**GOAL OF THE EXERCISE:** Where the line with "pub mod types;" appears in the records below, start there and transcribe each line exactly through the last.

**MATERIAL PROVIDED:**
**********

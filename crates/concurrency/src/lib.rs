//! Transactional memory runtime for Gamma
//!
//! This crate implements the transaction machinery:
//! - [`GammaStm`]: shared runtime state (conflict counter, defaults, metrics)
//! - [`TxnRef`]: transactional references with versioned values
//! - [`GammaTxn`]: read/write-set tracking, locking and the commit protocol
//! - [`PreparedCommit`]: locked work that can be published on its own or as
//!   part of a group
//!
//! Retry loops, propagation and commit barriers live in `gamma-engine`.

#![warn(missing_docs)]
#![warn(clippy::all)]

pub mod blocking;
pub mod commit;
pub mod lock;
pub mod reference;
pub mod stm;
pub mod tranlocal;
pub mod transaction;
pub mod validation;

pub use blocking::RetryLatch;
pub use commit::{CommitOutcome, PreparedCommit};
pub use lock::LockWord;
pub use reference::{CommuteFn, TxnRef, TxnValue};
pub use stm::{GammaStm, StmMetrics};
pub use tranlocal::AccessMode;
pub use transaction::{GammaTxn, TxnListener};
pub use validation::{ConflictType, ValidationResult, ValidationScope};
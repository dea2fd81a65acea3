//! Core types for the Gamma STM
//!
//! This crate defines the foundational types used throughout the engine:
//! - TxnId / RefId: identities of transactions and references
//! - LockMode, PropagationLevel, TxnStatus, TxnKind, Capability
//! - StmError: the error taxonomy shared by every layer
//! - TxnConfig: per-family transaction configuration, loadable from TOML

#![warn(missing_docs)]
#![warn(clippy::all)]

pub mod config;
pub mod error;
pub mod types;

pub use config::{TxnConfig, DEFAULT_MAX_FIXED_LENGTH, DEFAULT_MAX_RETRIES, DEFAULT_SPIN_COUNT};
pub use error::{ConflictReason, StmError, StmResult};
pub use types::{
    AccessIntent, BarrierState, Capability, LockMode, PropagationLevel, RefId, TxnEvent, TxnId,
    TxnKind, TxnStatus,
};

**********

**SOLUTION TO THIS TASK:**
pub mod types;

pub use config::{TxnConfig, DEFAULT_MAX_FIXED_LENGTH, DEFAULT_MAX_RETRIES, DEFAULT_SPIN_COUNT};
pub use error::{ConflictReason, StmError, StmResult};
pub use types::{
    AccessIntent, BarrierState, Capability, LockMode, PropagationLevel, RefId, TxnEvent, TxnId,
    TxnKind, TxnStatus,
};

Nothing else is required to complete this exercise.